Class JAASMemoryLoginModule

  • All Implemented Interfaces:
    javax.management.MBeanRegistration, javax.security.auth.spi.LoginModule, Contained, GSSRealm, JmxEnabled, Lifecycle, Realm

    public class JAASMemoryLoginModule
    extends MemoryRealm
    implements javax.security.auth.spi.LoginModule

    Implementation of the JAAS LoginModule interface, primarily for use in testing JAASRealm. It utilizes an XML-format data file of username/password/role information identical to that supported by org.apache.catalina.realm.MemoryRealm.

    This class recognizes the following string-valued options, which are specified in the configuration file and passed to initialize(Subject, CallbackHandler, Map, Map) in the options argument:

    • pathname - Relative (to the pathname specified by the "catalina.base" system property) or absolute pathname to the XML file containing our user information, in the format supported by MemoryRealm. The default value matches the MemoryRealm default.
    • credentialHandlerClassName - The fully qualified class name of the CredentialHandler to use. If not specified, MessageDigestCredentialHandler will be used.
    • Any additional options will be used to identify and call setters on the CredentialHandler. For example, algorithm=SHA256 would result in a call to MessageDigestCredentialHandler.setAlgorithm(String) with a parameter of "SHA256"

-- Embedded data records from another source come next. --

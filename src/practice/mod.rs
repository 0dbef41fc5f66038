//! Practice-test engine
//!
//! Bookkeeping for a timed test: which question is on screen, what was
//! answered or flagged, how much time is left, and the final score.
//! All operations take the current instant explicitly so the timer can be
//! driven deterministically.

pub mod session;

pub use session::{
    Direction, Navigation, Outcome, PracticeSession, QuestionSlot, QuestionStatus, ScoreReport,
    SessionView, StatusSummary,
};

#[derive(Debug, Clone, PartialEq, Eq, thiserror::Error)]
pub enum PracticeError {
    #[error("Question {index} is out of range (test has {count} questions)")]
    QuestionOutOfRange { index: usize, count: usize },

    #[error("Option {option} is out of range for question {question} ({options} options)")]
    OptionOutOfRange {
        question: usize,
        option: usize,
        options: usize,
    },

    #[error("Session has already been submitted")]
    SessionClosed,
}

    IMPLEMENTATION NOTE - This class implements Realm only to satisfy the calling requirements of the GenericPrincipal constructor. It does not actually perform the functionality required of a Realm implementation.

    Author:
    Craig R. McClanahan
    • Field Detail

      • callbackHandler

        protected javax.security.auth.callback.CallbackHandler callbackHandler
        The callback handler responsible for answering our requests.
      • committed

        protected boolean committed
        Has our own commit() returned successfully?
      • options

        protected java.util.Map<java.lang.String,​?> options
        The configuration information for this LoginModule.
      • pathname

        protected java.lang.String pathname
        The absolute or relative pathname to the XML configuration file.
      • principal

        protected java.security.Principal principal
        The Principal identified by our validation, or null if validation failed.
      • sharedState

        protected java.util.Map<java.lang.String,​?> sharedState
        The state information that is shared with other configured LoginModule instances.
      • subject

        protected javax.security.auth.Subject subject
        The subject for which we are performing authentication.
    • Constructor Detail

      • JAASMemoryLoginModule

        public JAASMemoryLoginModule()
    • Method Detail

      • abort

        public boolean abort()
                      throws javax.security.auth.login.LoginException
        Specified by:
        abort in interface javax.security.auth.spi.LoginModule
        Throws:
        javax.security.auth.login.LoginException
      • commit

        public boolean commit()
                       throws javax.security.auth.login.LoginException
        Specified by:
        commit in interface javax.security.auth.spi.LoginModule
        Throws:
        javax.security.auth.login.LoginException
      • initialize

        public void initialize​(javax.security.auth.Subject subject,
                               javax.security.auth.callback.CallbackHandler callbackHandler,
                               java.util.Map<java.lang.String,​?> sharedState,
                               java.util.Map<java.lang.String,​?> options)
        Specified by:
        initialize in interface javax.security.auth.spi.LoginModule
      • login

        public boolean login()
                      throws javax.security.auth.login.LoginException
        Specified by:
        login in interface javax.security.auth.spi.LoginModule
        Throws:
        javax.security.auth.login.LoginException
      • logout

        public boolean logout()
                       throws javax.security.auth.login.LoginException
        Specified by:
        logout in interface javax.security.auth.spi.LoginModule
        Throws:
        javax.security.auth.login.LoginException
      • load

        protected void load()
        Load the contents of our configuration file.